Merge pull request #403 from UBC-DSCI/rohan-edits

trevorcampbell · web-flow · commit 9cb2c093bff6 · 2021-12-09T12:33:58.000-08:00
Rohan Alexander edits
diff --git a/clustering.Rmd b/clustering.Rmd
@@ -1098,4 +1098,4 @@ please follow the instructions for computer setup needed to run the worksheets
 found in Chapter \@ref(move-to-your-own-machine).
 
 ## Additional resources
-- Chapter 10 of [*An Introduction to Statistical Learning*](https://www.statlearning.com/) [-@james2013introduction] provides a great next stop in the process of learning about clustering and unsupervised learning in general.

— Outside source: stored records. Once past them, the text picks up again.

// src/notify/mod.rs
//! Delivery of weekly reports and degraded-health alerts to chat webhooks.
//!
//! Channels are enabled by env (`SLACK_WEBHOOK_URL`, `DISCORD_WEBHOOK_URL`).
//! Delivery failures are logged and never propagate to lifecycle operations.

pub mod antiflutter;
pub mod discord;
pub mod slack;

use std::sync::Arc;

use anyhow::Result;
use chrono::{DateTime, Utc};
use parking_lot::Mutex;
use serde::Serialize;

use crate::config::MonitorConfig;
use crate::monitor::{HealthReport, HealthStatus, WeeklyReport};
use antiflutter::AntiFlutter;

#[derive(Debug, Clone, Copy, PartialEq, Eq, Serialize)]
#[serde(rename_all = "snake_case")]
pub enum NoticeKind {
    WeeklyReport,
    HealthDegraded,
}

/// Channel-agnostic message.
#[derive(Debug, Clone, PartialEq, Serialize)]
pub struct Notice {
    pub kind: NoticeKind,
    pub title: String,
    pub lines: Vec<String>,
    pub ts: DateTime<Utc>,
}

impl Notice {
    pub fn from_health(h: &HealthReport) -> Self {
        let mut lines = vec![
            format!("active {} / overdue {}", h.total_active, h.overdue_count),
            format!("high-tier share {:.0}%", h.high_tier_share * 100.0),
        ];
        lines.extend(h.alerts.iter().cloned());
        Self {
            kind: NoticeKind::HealthDegraded,
            title: "Event store degraded".into(),
            lines,
            ts: h.checked_at,
        }
    }

    pub fn from_weekly(r: &WeeklyReport) -> Self {
        let mut lines = vec![
            format!(
                "submitted {} / merged {} / created {} / quarantined {}",
                r.totals.submitted, r.totals.merged, r.totals.created, r.totals.quarantined
            ),
            format!("merge rate {:.0}%", r.merge_rate * 100.0),
            format!("active {} (avg quality {:.2})", r.total_active, r.average_quality),
            format!(
                "storage ≈ {:.4} GB, ${:.2}/month",
                r.cost.storage_gb, r.cost.monthly_usd
            ),
        ];
        lines.extend(r.alerts.iter().map(|a| format!("alert: {a}")));
        lines.extend(r.recommendations.iter().map(|a| format!("hint: {a}")));
        Self {
            kind: NoticeKind::WeeklyReport,
            title: format!("Weekly event lifecycle report ({} days)", r.window_days),
            lines,
            ts: r.generated_at,
        }
    }

    /// Plain-text body shared by the chat channels.
    pub fn render_text(&self) -> String {
        let mut out = format!("*{}*", self.title);
        for l in &self.lines {
            out.push_str("\n• ");
            out.push_str(l);
        }
        out.push_str(&format!("\n@ {}", self.ts.to_rfc3339()));
        out
    }
}

#[async_trait::async_trait]
pub trait Notifier: Send + Sync {
    fn name(&self) -> &'static str;
    async fn send(&self, notice: &Notice) -> Result<()>;
}

/// Keeps delivered notices in memory. Used by tests and as a no-op channel.
#[derive(Debug, Default)]
pub struct MemoryNotifier {
    sent: Mutex<Vec<Notice>>,
}

impl MemoryNotifier {
    pub fn sent(&self) -> Vec<Notice> {
        self.sent.lock().clone()
    }
}

#[async_trait::async_trait]
impl Notifier for MemoryNotifier {
    fn name(&self) -> &'static str {
        "memory"
    }

    async fn send(&self, notice: &Notice) -> Result<()> {
        self.sent.lock().push(notice.clone());
        Ok(())
    }
}

/// Fan-out over all enabled channels, with a cooldown gate on health alerts.
pub struct NotifierMux {
    channels: Vec<Arc<dyn Notifier>>,
    gate: Mutex<AntiFlutter>,
}

impl NotifierMux {
    pub fn new(channels: Vec<Arc<dyn Notifier>>, cooldown_secs: i64) -> Self {
        Self {
            channels,
            gate: Mutex::new(AntiFlutter::new(cooldown_secs)),
        }
    }

    /// Slack/Discord channels for whichever webhook env vars are set.
    pub fn from_env(cfg: &MonitorConfig) -> Self {
        Self::from_channels(slack::SlackNotifier::from_env(), discord::DiscordNotifier::from_env(), cfg)
    }

    /// Apply the configured webhook timeout and retry count to each channel.
    pub fn from_channels(
        slack: Option<slack::SlackNotifier>,
        discord: Option<discord::DiscordNotifier>,
        cfg: &MonitorConfig,
    ) -> Self {
        let mut channels: Vec<Arc<dyn Notifier>> = Vec::new();
        if let Some(s) = slack {
            channels.push(Arc::new(
                s.with_timeout(cfg.webhook_timeout_secs)
                    .with_retries(cfg.webhook_retries),
            ));
        }
        if let Some(d) = discord {
            channels.push(Arc::new(
                d.with_timeout(cfg.webhook_timeout_secs)
                    .with_retries(cfg.webhook_retries),
            ));
        }
        Self::new(channels, cfg.alert_cooldown_secs)
    }

    pub fn channel_names(&self) -> Vec<&'static str> {
        self.channels.iter().map(|c| c.name()).collect()
    }

    pub fn is_enabled(&self) -> bool {
        !self.channels.is_empty()
    }

    /// Send to every channel; returns how many accepted it.
    pub async fn notify(&self, notice: &Notice) -> usize {
        let mut ok = 0;
        for ch in &self.channels {
            match ch.send(notice).await {
                Ok(()) => ok += 1,
                Err(e) => tracing::warn!(
                    target: "monitor",
                    channel = ch.name(),
                    error = ?e,
                    "notice delivery failed"
                ),
            }
        }
        ok
    }

    /// Deliver an alert for a degraded health check, at most once per cooldown.
    /// Returns true when the alert went out.
    pub async fn alert_on_health(&self, h: &HealthReport) -> bool {
        if h.status != HealthStatus::Degraded || !self.is_enabled() {
            return false;
        }
        // Reserved before the send so concurrent checks cannot both pass.
        let claim = self.gate.lock().try_claim(NoticeKind::HealthDegraded, h.checked_at);
        let Some(claim) = claim else {
            tracing::debug!(target: "monitor", "degraded alert suppressed by cooldown");
            return false;
        };
        let sent = self.notify(&Notice::from_health(h)).await > 0;
        if !sent {
            self.gate.lock().release(claim);
        }
        sent
    }

    pub async fn deliver_weekly(&self, r: &WeeklyReport) -> usize {
        self.notify(&Notice::from_weekly(r)).await
    }
}

#[cfg(test)]
mod tests {
    use super::*;
    use crate::activity::ActivityTotals;
    use crate::monitor::health_check;
    use crate::store::StoreCensus;
    use chrono::{Duration, TimeZone};
    use std::sync::atomic::{AtomicBool, Ordering};

    /// Takes a while to deliver and can be switched to fail.
    #[derive(Default)]
    struct SlowNotifier {
        sent: MemoryNotifier,
        down: AtomicBool,
    }

    #[async_trait::async_trait]
    impl Notifier for SlowNotifier {
        fn name(&self) -> &'static str {
            "slow"
        }

        async fn send(&self, notice: &Notice) -> Result<()> {
            tokio::time::sleep(std::time::Duration::from_millis(250)).await;
            if self.down.load(Ordering::SeqCst) {
                return Err(anyhow::anyhow!("webhook unreachable"));
            }
            self.sent.send(notice).await
        }
    }

    fn degraded(at: DateTime<Utc>) -> HealthReport {
        let mut h = health_check(&StoreCensus::new(), ActivityTotals::default(), &MonitorConfig::default(), at);
        h.status = HealthStatus::Degraded;
        h
    }

    #[tokio::test]
    async fn health_alerts_respect_cooldown() {
        let mem = Arc::new(MemoryNotifier::default());
        let mux = NotifierMux::new(vec![mem.clone()], 3600);
        let t0 = Utc.with_ymd_and_hms(2025, 6, 1, 9, 0, 0).unwrap();

        assert!(mux.alert_on_health(&degraded(t0)).await);
        assert!(!mux.alert_on_health(&degraded(t0 + Duration::minutes(10))).await);
        assert!(mux.alert_on_health(&degraded(t0 + Duration::hours(2))).await);
        assert_eq!(mem.sent().len(), 2);
    }

    #[tokio::test(start_paused = true)]
    async fn concurrent_checks_send_a_single_alert() {
        let slow = Arc::new(SlowNotifier::default());
        let mux = NotifierMux::new(vec![slow.clone()], 3600);
        let h = degraded(Utc.with_ymd_and_hms(2025, 6, 1, 9, 0, 0).unwrap());

        let (a, b) = tokio::join!(mux.alert_on_health(&h), mux.alert_on_health(&h));
        assert!(a != b, "exactly one caller delivers");
        assert_eq!(slow.sent.sent().len(), 1);
    }

    #[tokio::test(start_paused = true)]
    async fn failed_delivery_frees_the_slot() {
        let slow = Arc::new(SlowNotifier::default());
        slow.down.store(true, Ordering::SeqCst);
        let mux = NotifierMux::new(vec![slow.clone()], 3600);
        let t0 = Utc.with_ymd_and_hms(2025, 6, 1, 9, 0, 0).unwrap();

        assert!(!mux.alert_on_health(&degraded(t0)).await);
        slow.down.store(false, Ordering::SeqCst);
        assert!(mux.alert_on_health(&degraded(t0 + Duration::minutes(1))).await);
        assert_eq!(slow.sent.sent().len(), 1);
    }

    #[test]
    fn configured_webhooks_become_channels() {
        let cfg = MonitorConfig::default();
        let mux = NotifierMux::from_channels(
            Some(slack::SlackNotifier::new("https://hooks.slack.test/x".into())),
            Some(discord::DiscordNotifier::new("https://discord.test/api/webhooks/1".into())),
            &cfg,
        );
        assert_eq!(mux.channel_names(), vec!["slack", "discord"]);
        assert!(!NotifierMux::from_channels(None, None, &cfg).is_enabled());
    }

    #[tokio::test]
    async fn healthy_reports_are_not_sent() {
        let mem = Arc::new(MemoryNotifier::default());
        let mux = NotifierMux::new(vec![mem.clone()], 0);
        let t0 = Utc.with_ymd_and_hms(2025, 6, 1, 9, 0, 0).unwrap();
        let h = health_check(&StoreCensus::new(), ActivityTotals::default(), &MonitorConfig::default(), t0);
        assert!(!mux.alert_on_health(&h).await);
        assert!(mem.sent().is_empty());
    }

    #[test]
    fn text_render_lists_lines() {
        let n = Notice {
            kind: NoticeKind::WeeklyReport,
            title: "Weekly".into(),
            lines: vec!["a".into(), "b".into()],
            ts: Utc.with_ymd_and_hms(2025, 6, 1, 9, 0, 0).unwrap(),
        };
        let t = n.render_text();
        assert!(t.starts_with("*Weekly*"));
        assert!(t.contains("\n• a\n• b"));
    }
}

In the realm of clustering specifically, it provides a great companion introduction to K-means, but also covers *hierarchical* clustering for when you expect there to be subgroups, and then subgroups within subgroups, etc., in your data. In the realm of more general unsupervised learning, it covers *principal components analysis (PCA)*, which is a very popular technique in scientific applications for reducing the number of predictors in a dataset. 
+- Chapter 10 of [*An Introduction to Statistical Learning*](https://www.statlearning.com/) [-@james2013introduction] provides a great next stop in the process of learning about clustering and unsupervised learning in general. In the realm of clustering specifically, it provides a great companion introduction to K-means, but also covers *hierarchical* clustering for when you expect there to be subgroups, and then subgroups within subgroups, etc., in your data. In the realm of more general unsupervised learning, it covers *principal components analysis (PCA)*, which is a very popular technique for reducing the number of predictors in a dataset. 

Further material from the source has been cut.